Pourquoi le bilan neuropsychologique est-il recommandé pour ces enfants ?
Le bilan neuropsychologique permet de clarifier si, derrière les difficultés scolaires et comportementales, se cachent vraiment un haut potentiel, un TDAH, ou les deux. Cela aide à poser les bons mots, proposer des interventions adaptées, et éviter l’errance ou le surdiagnostic souvent observés dans ces profils atypiques.
Quand faut-il envisager un bilan neuropsychologique pour HP/TDAH ?
Il est pertinent de réaliser un bilan dès que les différences de fonctionnement deviennent un frein à l’école, en famille, ou impactent l’estime de soi : troubles de l’attention persistants, résultats scolaires en dents de scie, sentiment de frustration ou souffrance psychique, conflits avec l’entourage. Plus tôt l’évaluation se fait, plus l’accompagnement est efficace.

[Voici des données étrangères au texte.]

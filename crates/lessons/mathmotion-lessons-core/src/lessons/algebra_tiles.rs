//! Integer addition with unit tiles: a +1 and a -1 tile cancel as a zero pair.
//!
//! Every cancellation depends on what is left on the mat, so the pairs are
//! produced by a fold over the mat state and each phase shows the mat after
//! that many pairs.

use mathmotion_timeline_core::{PhaseSpec, SoundCue};
use serde::{Deserialize, Serialize};

use crate::format::num;
use crate::lesson::Lesson;
use crate::problem::ProblemData;
use crate::view::LessonView;

pub const KIND: &str = "algebra_tiles";

/// `[positive, negative]` tile counts
pub const DEFAULT_OPERANDS: [f64; 2] = [5.0, 3.0];

const MAX_TILES: i64 = 20;

/// Tiles on the mat.
#[derive(Clone, Copy, Debug, Default, PartialEq, Eq, Serialize, Deserialize)]
pub struct Mat {
    pub positive: u32,
    pub negative: u32,
}

impl Mat {
    #[inline]
    pub fn value(&self) -> i64 {
        i64::from(self.positive) - i64::from(self.negative)
    }

    #[inline]
    pub fn can_pair(&self) -> bool {
        self.positive > 0 && self.negative > 0
    }
}

/// One zero-pair removal and the mat it leaves behind.
#[derive(Clone, Copy, Debug, PartialEq, Eq, Serialize, Deserialize)]
pub struct ZeroPair {
    /// 1-based pair number.
    pub pair: u32,
    pub after: Mat,
}

/// Remove zero pairs until one color is gone.
pub fn cancel_pairs(start: Mat) -> Vec<ZeroPair> {
    let pairs = start.positive.min(start.negative);
    (1..=pairs)
        .fold((Vec::new(), start), |(mut log, mat), pair| {
            let after = Mat {
                positive: mat.positive - 1,
                negative: mat.negative - 1,
            };
            log.push(ZeroPair { pair, after });
            (log, after)
        })
        .0
}

#[derive(Copy, Clone, Debug, PartialEq, Eq)]
pub enum TilesPhase {
    Setup,
    PlacePositive,
    PlaceNegative,
    /// Zero-based pair.
    Pair(usize),
    Result,
    Complete,
}

#[derive(Clone, Debug, PartialEq)]
pub struct AlgebraTilesLesson {
    start: Mat,
    log: Vec<ZeroPair>,
    check: Option<bool>,
}

impl AlgebraTilesLesson {
    pub fn new(problem: &ProblemData) -> Self {
        let r = problem.reader(KIND);
        let positive = r.integer(0, DEFAULT_OPERANDS[0] as i64, 0, MAX_TILES) as u32;
        let negative = r.integer(1, DEFAULT_OPERANDS[1] as i64, 0, MAX_TILES) as u32;
        let start = Mat { positive, negative };
        let log = cancel_pairs(start);
        Self {
            start,
            log,
            check: problem.answer_matches(start.value() as f64),
        }
    }

    #[inline]
    pub fn pairs(&self) -> &[ZeroPair] {
        &self.log
    }

    #[inline]
    pub fn result(&self) -> i64 {
        self.start.value()
    }

    pub fn phase_at(&self, index: usize) -> TilesPhase {
        let k = self.log.len();
        match index {
            0 => TilesPhase::Setup,
            1 => TilesPhase::PlacePositive,
            2 => TilesPhase::PlaceNegative,
            i if i < 3 + k => TilesPhase::Pair(i - 3),
            i if i == 3 + k => TilesPhase::Result,
            _ => TilesPhase::Complete,
        }
    }

    /// Mat after the first `removed` pairs.
    fn mat_after(&self, removed: usize) -> Mat {
        match removed {
            0 => self.start,
            n => self.log[n - 1].after,
        }
    }

    fn equation(&self) -> String {
        format!(
            "{} + ({}) = {}",
            self.start.positive,
            -i64::from(self.start.negative),
            self.result()
        )
    }
}

impl Lesson for AlgebraTilesLesson {
    fn kind(&self) -> &'static str {
        KIND
    }

    fn phases(&self) -> Vec<PhaseSpec> {
        let mut phases = vec![
            PhaseSpec::new("setup"),
            PhaseSpec::new("place_positive").with_cue(SoundCue::Pop),
            PhaseSpec::new("place_negative").with_cue(SoundCue::Pop),
        ];
        phases.extend(
            self.log
                .iter()
                .map(|p| PhaseSpec::new(format!("pair-{}", p.pair)).with_cue(SoundCue::Pop)),
        );
        phases.push(PhaseSpec::new("result").with_cue(SoundCue::Whoosh));
        phases.push(PhaseSpec::new("complete"));
        phases
    }

    fn view(&self, index: usize) -> LessonView {
        let phase = self.phase_at(index);
        let k = self.log.len();
        let (tag, phase_index) = match phase {
            TilesPhase::Setup => ("setup".to_string(), 0),
            TilesPhase::PlacePositive => ("place_positive".to_string(), 1),
            TilesPhase::PlaceNegative => ("place_negative".to_string(), 2),
            TilesPhase::Pair(i) => (format!("pair-{}", i + 1), i + 3),
            TilesPhase::Result => ("result".to_string(), k + 3),
            TilesPhase::Complete => ("complete".to_string(), k + 4),
        };
        let removed = match phase {
            TilesPhase::Pair(i) => i + 1,
            TilesPhase::Result | TilesPhase::Complete => k,
            _ => 0,
        };
        let mat = self.mat_after(removed);
        let mut v = LessonView::new(KIND, &tag, phase_index).show(&["mat"]);

        if phase_index >= 1 {
            v = v
                .show(&["positive-tiles"])
                .value("positive", f64::from(mat.positive));
        }
        if phase_index >= 2 {
            v = v
                .show(&["negative-tiles"])
                .value("negative", f64::from(mat.negative));
        }
        if removed > 0 {
            v = v
                .show(&["zero-pairs"])
                .value("pairs_removed", removed as f64)
                .work_lines(self.log[..removed].iter().map(|p| {
                    format!(
                        "pair {}: +1 and -1 make 0 ({} left)",
                        p.pair,
                        p.after.value()
                    )
                }));
        }

        match phase {
            TilesPhase::Setup => v.narrate("Yellow tiles are +1. Red tiles are -1."),
            TilesPhase::PlacePositive => v.highlight(&["positive-tiles"]).narrate(format!(
                "Put down {} yellow tiles.",
                self.start.positive
            )),
            TilesPhase::PlaceNegative => v.highlight(&["negative-tiles"]).narrate(format!(
                "Put down {} red tiles.",
                self.start.negative
            )),
            TilesPhase::Pair(i) => {
                let id = format!("pair-{}", i + 1);
                v.show_owned(id.clone())
                    .highlight(&[id.as_str()])
                    .narrate("A yellow and a red tile make zero. Take them away!")
            }
            TilesPhase::Result => {
                let v = v
                    .show(&["answer"])
                    .highlight(&["answer"])
                    .label("answer", num(self.result() as f64))
                    .value("answer", self.result() as f64);
                if mat.positive == 0 && mat.negative == 0 {
                    v.narrate("Everything cancelled, so the answer is 0.")
                } else if mat.positive > 0 {
                    v.narrate(format!("{} yellow tiles are left: +{}.", mat.positive, mat.positive))
                } else {
                    v.narrate(format!("{} red tiles are left: -{}.", mat.negative, mat.negative))
                }
            }
            TilesPhase::Complete => {
                let v = v
                    .show(&["answer"])
                    .label("answer", num(self.result() as f64))
                    .label("equation", self.equation())
                    .value("answer", self.result() as f64);
                let v = match self.check {
                    Some(ok) => v.label("check", if ok { "correct" } else { "different" }),
                    None => v,
                };
                v.narrate(self.equation())
            }
        }
    }
}
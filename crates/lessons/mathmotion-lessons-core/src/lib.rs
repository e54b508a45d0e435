//! mathmotion lessons
//!
//! Concrete step-by-step math lessons on top of `mathmotion-timeline-core`.
//! A lesson turns [`ProblemData`] into a phase list and a pure view function;
//! the [`Stage`] mounts lessons, drives their runners from host time, and
//! renders either the current phase, a reduced-motion final picture, or an
//! educational error panel for unusable parameters.

#[macro_use]
mod macros;

pub mod error;
pub mod format;
pub mod ids;
pub mod lesson;
pub mod lessons;
pub mod problem;
pub mod registry;
pub mod stage;
pub mod view;

pub use error::{ErrorPanel, LessonError, StageError};
pub use ids::{IdAllocator, LessonId};
pub use lesson::{Lesson, LessonKind};
pub use problem::{Answer, OperandReader, Operation, ProblemData};
pub use registry::{LessonFactory, LessonRegistry};
pub use stage::{Stage, StageEvent, StageOutputs};
pub use view::{LessonView, Rendered};
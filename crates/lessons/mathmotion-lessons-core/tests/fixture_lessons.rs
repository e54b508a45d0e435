use mathmotion_lessons_core::{ProblemData, Rendered, Stage};
use mathmotion_test_fixtures::{configs, problems};
use mathmotion_timeline_core::{Config, SoundCue};

/// it should load every fixture problem through the lenient parser
#[test]
fn fixtures_parse() {
    let keys = problems::keys();
    assert!(!keys.is_empty());
    for name in keys {
        let problem: ProblemData = problems::load(&name).unwrap();
        let round = ProblemData::from_json(&problems::json(&name).unwrap()).unwrap();
        assert_eq!(problem, round, "{name}");
    }
}

/// it should run every fixture to completion and match its expected labels
#[test]
fn fixtures_render_expected_labels() {
    let cfg: Config = configs::load("fast-test").unwrap();
    for name in problems::keys() {
        let kind = problems::kind(&name).unwrap();
        let problem: ProblemData = problems::load(&name).unwrap();
        let expect = problems::expectation(&name).unwrap();

        let mut stage = Stage::new(cfg.clone()).unwrap();
        let id = stage.mount(&kind, &problem).unwrap();
        stage.set_show_solution(id, true).unwrap();
        let out = stage.update(600_000.0).clone();

        match stage.view(id).unwrap() {
            Rendered::Error(panel) => {
                assert!(expect.error, "{name}: unexpected error panel {panel:?}");
                assert!(out.events.is_empty(), "{name}: error panels have no timer");
            }
            Rendered::Lesson(view) => {
                assert!(!expect.error, "{name}: expected an error panel");
                assert!(stage.is_complete(id).unwrap(), "{name}");
                assert_eq!(out.count_cue(SoundCue::Success), 1, "{name}");
                assert_eq!(view.phase, "complete", "{name}");
                for (key, want) in &expect.labels {
                    assert_eq!(
                        view.labels.get(key),
                        Some(want),
                        "{name}: label {key}"
                    );
                }
            }
            Rendered::Static(_) => panic!("{name}: stage.view never renders static"),
        }
    }
}

/// it should accept every shipped config
#[test]
fn fixture_configs_validate() {
    for name in configs::keys() {
        let json = configs::json(&name).unwrap();
        let cfg = Config::from_json(&json).unwrap();
        assert!(Stage::new(cfg).is_ok(), "{name}");
    }
    let brisk: Config = configs::load("brisk").unwrap();
    assert_eq!(brisk, Config::brisk());
}
//! PhaseRunner: the reusable tick driver around [`reduce`].
//!
//! A lesson supplies a [`Timeline`]; the runner owns the run state, polls the
//! pause handle on every tick, turns host time into ticks, and dispatches cues
//! and completion to its collaborators. Events accumulate in [`Outputs`]
//! until the host takes them.

use log::{debug, trace};

use crate::clock::TickClock;
use crate::config::Config;
use crate::cue::{NullSound, SoundEffects};
use crate::gate::{PauseHandle, PauseSource};
use crate::outputs::{Outputs, TimelineEvent};
use crate::phase::Timeline;
use crate::reducer::{reduce, RunState, Signal};

/// Callback invoked once when a run reaches its terminal phase.
pub type CompletionSink = Box<dyn FnMut()>;

pub struct PhaseRunner {
    timeline: Timeline,
    state: RunState,
    clock: TickClock,
    pause: Box<dyn PauseSource>,
    sound: Box<dyn SoundEffects>,
    on_complete: Option<CompletionSink>,
    outputs: Outputs,
    max_events: usize,
}

impl std::fmt::Debug for PhaseRunner {
    fn fmt(&self, f: &mut std::fmt::Formatter<'_>) -> std::fmt::Result {
        f.debug_struct("PhaseRunner")
            .field("timeline", &self.timeline)
            .field("state", &self.state)
            .field("clock", &self.clock)
            .field("events", &self.outputs.events.len())
            .finish()
    }
}

impl PhaseRunner {
    /// Runner with a detached pause handle and silent audio.
    pub fn new(timeline: Timeline, cfg: &Config) -> Self {
        Self {
            timeline,
            state: RunState::default(),
            clock: TickClock::new(cfg.tick_interval_ms),
            pause: Box::new(PauseHandle::detached()),
            sound: Box::new(NullSound),
            on_complete: None,
            outputs: Outputs::default(),
            max_events: cfg.max_events_per_tick,
        }
    }

    pub fn with_pause(mut self, pause: impl PauseSource + 'static) -> Self {
        self.pause = Box::new(pause);
        self
    }

    pub fn with_sound(self, sound: impl SoundEffects + 'static) -> Self {
        self.with_boxed_sound(Box::new(sound))
    }

    pub fn with_boxed_sound(mut self, sound: Box<dyn SoundEffects>) -> Self {
        self.sound = sound;
        self
    }

    pub fn on_complete(mut self, f: impl FnMut() + 'static) -> Self {
        self.on_complete = Some(Box::new(f));
        self
    }

    pub fn set_completion_sink(&mut self, sink: Option<CompletionSink>) {
        self.on_complete = sink;
    }

    #[inline]
    pub fn state(&self) -> &RunState {
        &self.state
    }

    #[inline]
    pub fn timeline(&self) -> &Timeline {
        &self.timeline
    }

    #[inline]
    pub fn phase_index(&self) -> usize {
        self.state.phase
    }

    pub fn phase_name(&self) -> &str {
        self.timeline.name(self.state.phase).unwrap_or_default()
    }

    #[inline]
    pub fn is_complete(&self) -> bool {
        self.state.completed
    }

    /// Fraction of the run elapsed, in `[0, 1]`.
    pub fn progress(&self) -> f32 {
        if self.state.completed {
            return 1.0;
        }
        let end = self.timeline.completion_tick();
        if end == 0 {
            return 0.0;
        }
        (self.state.tick as f64 / end as f64).clamp(0.0, 1.0) as f32
    }

    /// Host "show solution" level. A false→true edge starts a fresh run at
    /// tick 0; a true→false edge cancels the timer and rewinds.
    pub fn set_active(&mut self, active: bool) {
        self.sync_pause();
        self.clock.reset();
        self.apply(Signal::SetActive(active));
    }

    /// One timer callback.
    pub fn tick(&mut self) {
        self.sync_pause();
        self.apply(Signal::Tick);
    }

    /// Feed host wall time; returns how many timer callbacks fired. While the
    /// timer is stopped the clock does not accumulate; while paused it holds
    /// its carry and fires nothing.
    pub fn update(&mut self, dt_ms: f64) -> u32 {
        self.sync_pause();
        if !self.state.timer_running() {
            self.clock.reset();
            return 0;
        }
        if self.state.paused {
            return 0;
        }
        let ticks = self.clock.advance(dt_ms);
        let mut fired = 0;
        for _ in 0..ticks {
            self.tick();
            fired += 1;
            if !self.state.timer_running() {
                self.clock.reset();
                break;
            }
        }
        fired
    }

    /// Pull the latest pause level from the handle into the run state.
    pub fn sync_pause(&mut self) {
        let paused = self.pause.is_paused();
        if paused != self.state.paused {
            self.apply(Signal::SetPaused(paused));
        }
    }

    #[inline]
    pub fn outputs(&self) -> &Outputs {
        &self.outputs
    }

    pub fn take_outputs(&mut self) -> Outputs {
        std::mem::take(&mut self.outputs)
    }

    fn apply(&mut self, signal: Signal) {
        let transition = reduce(&self.timeline, &self.state, signal);
        self.state = transition.state;
        if transition.events.is_empty() {
            trace!("signal {:?} at tick {} had no effect", signal, self.state.tick);
        }
        for event in transition.events {
            self.dispatch(&event);
            self.outputs.push_event(event, self.max_events);
        }
    }

    fn dispatch(&mut self, event: &TimelineEvent) {
        match event {
            TimelineEvent::Cue { cue } => self.sound.play(*cue),
            TimelineEvent::Completed { tick } => {
                debug!("run completed at tick {tick}");
                if let Some(cb) = self.on_complete.as_mut() {
                    cb();
                }
            }
            TimelineEvent::PhaseEntered { index, name, tick } => {
                debug!("entered phase {index} '{name}' at tick {tick}");
            }
            TimelineEvent::TimerStarted => debug!("timer started"),
            TimelineEvent::TimerStopped => debug!("timer stopped"),
            TimelineEvent::Paused { .. } | TimelineEvent::Resumed { .. } => {}
        }
    }
}
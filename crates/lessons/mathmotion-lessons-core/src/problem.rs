//! ProblemData: the numeric input a lesson illustrates.
//!
//! Operand arrays come from external problem selection and are often
//! partial. Deserialization is lenient: numbers and numeric strings are
//! kept, anything else becomes a hole that the lesson fills with its own
//! default for that field.

use log::warn;
use serde::{Deserialize, Deserializer, Serialize};
use serde_json::{Map, Value as JsonValue};

#[derive(Copy, Clone, Debug, PartialEq, Eq, Hash, Serialize, Deserialize)]
#[serde(rename_all = "snake_case")]
pub enum Operation {
    Add,
    Subtract,
    Multiply,
    Divide,
    Power,
    Root,
}

/// Expected answer as supplied by the problem source.
#[derive(Clone, Debug, PartialEq, Serialize, Deserialize)]
#[serde(untagged)]
pub enum Answer {
    Number(f64),
    Text(String),
}

impl Answer {
    pub fn as_f64(&self) -> Option<f64> {
        match self {
            Self::Number(n) => Some(*n),
            Self::Text(s) => s.trim().parse().ok(),
        }
    }
}

#[derive(Clone, Debug, Default, PartialEq, Serialize, Deserialize)]
#[serde(rename_all = "camelCase")]
pub struct ProblemData {
    #[serde(default, deserialize_with = "lenient_operands")]
    pub operands: Vec<Option<f64>>,
    #[serde(default, skip_serializing_if = "Option::is_none")]
    pub operation: Option<Operation>,
    #[serde(default, skip_serializing_if = "Option::is_none")]
    pub correct_answer: Option<Answer>,
    #[serde(default, skip_serializing_if = "Option::is_none")]
    pub context: Option<Map<String, JsonValue>>,
}

fn lenient_operands<'de, D>(de: D) -> Result<Vec<Option<f64>>, D::Error>
where
    D: Deserializer<'de>,
{
    let raw = Option::<Vec<JsonValue>>::deserialize(de)?.unwrap_or_default();
    Ok(raw
        .into_iter()
        .map(|v| match v {
            JsonValue::Number(n) => n.as_f64(),
            JsonValue::String(s) => s.trim().parse::<f64>().ok(),
            _ => None,
        })
        .collect())
}

impl ProblemData {
    pub fn from_operands(values: &[f64]) -> Self {
        Self {
            operands: values.iter().copied().map(Some).collect(),
            ..Self::default()
        }
    }

    #[inline]
    pub fn with_operation(mut self, op: Operation) -> Self {
        self.operation = Some(op);
        self
    }

    #[inline]
    pub fn with_answer(mut self, answer: Answer) -> Self {
        self.correct_answer = Some(answer);
        self
    }

    pub fn with_context(mut self, key: &str, value: JsonValue) -> Self {
        self.context
            .get_or_insert_with(Map::new)
            .insert(key.to_string(), value);
        self
    }

    pub fn from_json(s: &str) -> Result<Self, serde_json::Error> {
        serde_json::from_str(s)
    }

    /// Finite value at `index`, if present.
    pub fn operand(&self, index: usize) -> Option<f64> {
        self.operands
            .get(index)
            .copied()
            .flatten()
            .filter(|v| v.is_finite())
    }

    pub fn context_f64(&self, key: &str) -> Option<f64> {
        self.context
            .as_ref()?
            .get(key)?
            .as_f64()
            .filter(|v| v.is_finite())
    }

    /// Compare a computed result with the supplied answer, if any.
    pub fn answer_matches(&self, computed: f64) -> Option<bool> {
        let expected = self.correct_answer.as_ref()?.as_f64()?;
        Some((expected - computed).abs() < 1e-6)
    }

    pub fn reader(&self, lesson: &'static str) -> OperandReader<'_> {
        OperandReader {
            problem: self,
            lesson,
        }
    }
}

/// Per-field operand access with default substitution.
#[derive(Clone, Copy, Debug)]
pub struct OperandReader<'a> {
    problem: &'a ProblemData,
    lesson: &'static str,
}

impl<'a> OperandReader<'a> {
    /// Operand `index` if present and accepted by `valid`, else `default`.
    pub fn number(&self, index: usize, default: f64, valid: impl Fn(f64) -> bool) -> f64 {
        match self.problem.operand(index) {
            Some(v) if valid(v) => v,
            Some(v) => {
                warn!(
                    "{}: operand {} = {} out of range, using default {}",
                    self.lesson, index, v, default
                );
                default
            }
            None => default,
        }
    }

    /// Integer operand in `[min, max]`; non-integers count as out of range.
    pub fn integer(&self, index: usize, default: i64, min: i64, max: i64) -> i64 {
        self.number(index, default as f64, |v| {
            v.fract() == 0.0 && v >= min as f64 && v <= max as f64
        }) as i64
    }

    /// Operand `index` for fields whose bad values are reported, not defaulted.
    /// Only a missing value falls back to `default`.
    pub fn checked(&self, index: usize, default: f64) -> f64 {
        self.problem.operand(index).unwrap_or(default)
    }

    #[inline]
    pub fn problem(&self) -> &'a ProblemData {
        self.problem
    }
}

Faut-il préparer son enfant avant un bilan neuropsychologique ?
Préparer son enfant consiste surtout à le rassurer : il ne s’agit ni d’un examen noté ni d’une sanction, mais d’un moment pour comprendre comment fonctionne son cerveau et, surtout, valoriser ses points forts autant que ses fragilités. L’accompagnement bienveillant du professionnel et de la famille est la meilleure préparation.
Grazielle Capodieci, "Comorbidity between ADHD and High Intellectual Potential: Cognitive and Adaptive Profiles", Frontiers in Psychology, 2019. L’article rappelle l’importance d’un diagnostic différentiel précis pour éviter le surdiagnostic de TDAH chez les enfants HP.
Rommelse, N., et al., "Identification of Cognitive Subtypes in ADHD and Their Relation to Emotional and Behavioral Problems", European Child & Adolescent Psychiatry, 2017. Met en évidence l’hétérogénéité cognitive chez les enfants présentant un TDAH, surtout en cas de haut potentiel intellectuel associé.
Grégoire, J., "Évaluation du haut potentiel intellectuel chez l’enfant et l’adolescent", Psychologie Française, 2016. L’auteur détaille les recommandations pour les tests en cas de suspicion de double profil.
M. Habib, "La neuropsychologie face aux profils complexes : HP, TDAH, troubles dys", Journal de la Psychologie de l’Enfant, 2020. Revue des précautions et limites dans l’interprétation des profils doubles en clinique.